Driver Architecture
The actual parsing of input is handled by a so called “driver” represented as
the class LL::Driver
. This class is written in either C or Java depending on
the Ruby platform that’s being used. The rationale for this is simple:
performance. While Ruby is a great language it’s sadly not fast enough to handle
parsing of large inputs in a way that doesn’t either require lots of memory,
time or both.
Both the C and Java drivers try to use native data structures as much as possible instead of using Ruby structures. For example, their internal parsing stacks are native stacks. In case of Java this is an ArrayDeque, in case of C this is a vector created using the kvec library as C doesn’t have a native vector structure.
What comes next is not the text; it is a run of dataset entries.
//! Validated file storage for uploaded gallery media
//!
//! Uploads are validated before any byte reaches disk: the MIME type
//! resolved from the file name must be `image/*` or `video/*`, size
//! ceilings apply per kind, and images must actually decode. Stored files
//! are content-addressed (`{sha256}.{ext}`), so re-uploading identical
//! bytes returns the existing URL instead of writing a second copy.

use std::path::{Path, PathBuf};

use base64::Engine as _;
use base64::engine::general_purpose::STANDARD as BASE64;
use sha2::{Digest, Sha256};
use url::Url;

use shared::models::MediaKind;

use crate::store::{StoreError, StoreResult};
use crate::utils::validation::MAX_URL_LEN;

use super::{MAX_IMAGE_BYTES, MAX_VIDEO_BYTES, PUBLIC_PREFIX};

/// Calculate SHA256 hash of data
fn calculate_hash(data: &[u8]) -> String {
    let mut hasher = Sha256::new();
    hasher.update(data);
    hex::encode(hasher.finalize())
}

/// File storage for uploaded gallery media
#[derive(Debug, Clone)]
pub struct MediaStorage {
    media_dir: PathBuf,
}

impl MediaStorage {
    /// `work_dir` is the server working directory; files land under
    /// `{work_dir}/uploads/media/`
    pub fn new(work_dir: impl AsRef<Path>) -> Self {
        Self {
            media_dir: work_dir.as_ref().join("uploads/media"),
        }
    }

    /// Validate an upload without touching storage.
    ///
    /// Returns the media kind derived from the file name's MIME type.
    pub fn validate(&self, file_name: &str, size: usize) -> StoreResult<MediaKind> {
        if size == 0 {
            return Err(StoreError::Validation("Empty file provided".to_string()));
        }

        let mime = mime_guess::from_path(file_name).first().ok_or_else(|| {
            StoreError::Validation(format!("Unknown file type for '{}'", file_name))
        })?;

        let (kind, ceiling) = match mime.type_().as_str() {
            "image" => (MediaKind::Image, MAX_IMAGE_BYTES),
            "video" => (MediaKind::Video, MAX_VIDEO_BYTES),
            other => {
                return Err(StoreError::Validation(format!(
                    "Unsupported file type '{}/{}'; only image/* and video/* are accepted",
                    other,
                    mime.subtype()
                )));
            }
        };

        if size > ceiling {
            return Err(StoreError::Validation(format!(
                "{} too large ({} bytes, max {}MB)",
                kind,
                size,
                ceiling / 1024 / 1024
            )));
        }

        Ok(kind)
    }

    /// Validate and persist an upload, returning its public URL.
    pub async fn store(&self, file_name: &str, data: &[u8]) -> StoreResult<String> {
        let kind = self.validate(file_name, data.len())?;

        // Images must actually decode; videos are accepted on type + size
        if kind == MediaKind::Image
            && let Err(e) = image::load_from_memory(data)
        {
            return Err(StoreError::Validation(format!("Invalid image file: {}", e)));
        }

        let ext = Path::new(file_name)
            .extension()
            .and_then(|ext| ext.to_str())
            .map(|ext| ext.to_lowercase())
            .ok_or_else(|| {
                StoreError::Validation(format!("Missing file extension for '{}'", file_name))
            })?;

        let hash = calculate_hash(data);
        let stored_name = format!("{hash}.{ext}");
        let file_path = self.media_dir.join(&stored_name);

        if file_path.exists() {
            tracing::info!(
                original_name = %file_name,
                stored_name = %stored_name,
                "Duplicate upload, returning existing file"
            );
        } else {
            tokio::fs::create_dir_all(&self.media_dir).await?;
            tokio::fs::write(&file_path, data).await?;
            tracing::info!(
                original_name = %file_name,
                size = data.len(),
                stored_name = %stored_name,
                "Media file stored"
            );
        }

        Ok(format!("{PUBLIC_PREFIX}/{stored_name}"))
    }

    /// Whether a URL points into managed storage
    pub fn is_managed(&self, url: &str) -> bool {
        url.strip_prefix(PUBLIC_PREFIX)
            .is_some_and(|rest| rest.starts_with('/'))
    }

    /// Best-effort deletion of a managed file.
    ///
    /// Failures are logged and swallowed; unmanaged URLs are ignored.
    pub async fn delete(&self, url: &str) {
        let Some(name) = url.strip_prefix(PUBLIC_PREFIX).and_then(|r| r.strip_prefix('/'))
        else {
            return;
        };
        // Stored names are hash.ext; anything with a path separator is not ours
        if name.contains('/') || name.contains("..") {
            tracing::warn!(url = %url, "Refusing to delete suspicious media path");
            return;
        }

        let file_path = self.media_dir.join(name);
        if let Err(e) = tokio::fs::remove_file(&file_path).await {
            tracing::warn!(url = %url, error = %e, "Failed to delete media file");
        }
    }

    /// Resolve a managed URL to its on-disk path (static file serving)
    pub fn resolve(&self, url: &str) -> Option<PathBuf> {
        let name = url.strip_prefix(PUBLIC_PREFIX)?.strip_prefix('/')?;
        if name.contains('/') || name.contains("..") {
            return None;
        }
        Some(self.media_dir.join(name))
    }
}

/// Validate a gallery media source URL before any store call.
///
/// Accepted shapes: `http(s)` URLs, site-relative paths (`/1.jpeg`), and
/// base64-encoded `data:` URIs.
pub fn validate_media_url(raw: &str) -> StoreResult<()> {
    if raw.trim().is_empty() {
        return Err(StoreError::Validation("Media URL must not be empty".to_string()));
    }

    if let Some(rest) = raw.strip_prefix("data:") {
        let payload = rest
            .split_once("base64,")
            .map(|(_, payload)| payload)
            .ok_or_else(|| {
                StoreError::Validation("Data URI must carry a base64 payload".to_string())
            })?;
        BASE64
            .decode(payload)
            .map_err(|e| StoreError::Validation(format!("Invalid data URI payload: {}", e)))?;
        return Ok(());
    }

    if raw.len() > MAX_URL_LEN {
        return Err(StoreError::Validation(format!(
            "Media URL is too long ({} chars, max {MAX_URL_LEN})",
            raw.len()
        )));
    }

    if raw.starts_with('/') {
        // Site-relative asset path
        return Ok(());
    }

    let parsed = Url::parse(raw)
        .map_err(|e| StoreError::Validation(format!("Invalid media URL: {}", e)))?;
    match parsed.scheme() {
        "http" | "https" => Ok(()),
        scheme => Err(StoreError::Validation(format!(
            "Unsupported URL scheme '{}'",
            scheme
        ))),
    }
}

#[cfg(test)]
mod tests {
    use super::*;

    fn create_test_storage() -> (tempfile::TempDir, MediaStorage) {
        let dir = tempfile::tempdir().unwrap();
        let storage = MediaStorage::new(dir.path());
        (dir, storage)
    }

    #[test]
    fn test_oversized_video_rejected_before_io() {
        let (_dir, storage) = create_test_storage();
        let err = storage.validate("tour.mp4", 60 * 1024 * 1024).unwrap_err();
        assert!(matches!(err, StoreError::Validation(_)));
    }

    #[test]
    fn test_image_within_ceiling_passes_validation() {
        let (_dir, storage) = create_test_storage();
        let kind = storage.validate("pool.jpg", 5 * 1024 * 1024).unwrap();
        assert_eq!(kind, MediaKind::Image);
    }

    #[test]
    fn test_image_over_its_own_ceiling_rejected() {
        let (_dir, storage) = create_test_storage();
        // 20MB would pass the video ceiling but not the image one
        let err = storage.validate("pool.jpg", 20 * 1024 * 1024).unwrap_err();
        assert!(matches!(err, StoreError::Validation(_)));
    }

    #[test]
    fn test_non_media_type_rejected() {
        let (_dir, storage) = create_test_storage();
        assert!(storage.validate("malware.exe", 100).is_err());
        assert!(storage.validate("notes.pdf", 100).is_err());
        assert!(storage.validate("", 100).is_err());
    }

    fn encode_test_png() -> Vec<u8> {
        let img = image::RgbImage::new(4, 4);
        let mut buffer = Vec::new();
        img.write_to(
            &mut std::io::Cursor::new(&mut buffer),
            image::ImageFormat::Png,
        )
        .unwrap();
        buffer
    }

    #[tokio::test]
    async fn test_store_is_content_addressed() {
        let (_dir, storage) = create_test_storage();
        let png = encode_test_png();

        let first = storage.store("photo.png", &png).await.unwrap();
        let second = storage.store("renamed.png", &png).await.unwrap();
        assert_eq!(first, second);
        assert!(storage.is_managed(&first));
        assert!(storage.resolve(&first).unwrap().exists());
    }

    #[tokio::test]
    async fn test_invalid_image_bytes_rejected() {
        let (_dir, storage) = create_test_storage();
        let err = storage.store("photo.png", b"not a png").await.unwrap_err();
        assert!(matches!(err, StoreError::Validation(_)));
    }

    #[tokio::test]
    async fn test_delete_is_best_effort() {
        let (_dir, storage) = create_test_storage();
        // Unknown file and unmanaged URL both complete silently
        storage.delete("/media/0000.jpg").await;
        storage.delete("https://elsewhere.example.com/a.jpg").await;
    }

    #[test]
    fn test_media_url_validation() {
        assert!(validate_media_url("https://cdn.example.com/a.jpg").is_ok());
        assert!(validate_media_url("/1.jpeg").is_ok());
        assert!(validate_media_url("data:image/png;base64,AAAA").is_ok());

        assert!(validate_media_url("").is_err());
        assert!(validate_media_url("ftp://example.com/a.jpg").is_err());
        assert!(validate_media_url("not a url").is_err());
        assert!(validate_media_url("data:image/png;base64,!!!").is_err());
        assert!(validate_media_url(&format!("https://e.com/{}", "x".repeat(3000))).is_err());
    }
}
The driver operates by iterating over every token supplied by the each_token
method (this method must be defined by a parser itself). For every input token a
callback function in C/Java is executed that determines what to parse and how to
parse it.
The parsing process largely operates on integers, only using Ruby objects where
absolutely required. For example, all steps of a rule’s branch are represented
as integers. Lookup tables are also simply arrays of integers with terminals
being mapped directly to the indexes of these arrays. See ruby-ll’s own parser
for examples. Note that the integers for the rules
Array are in reverse order,
so everything that comes first is processed last.
For more information on the internals its best to refer to the C driver code
located in ext/c/driver.c
. The Java code is largely based on this code safe
for some code comments here and there.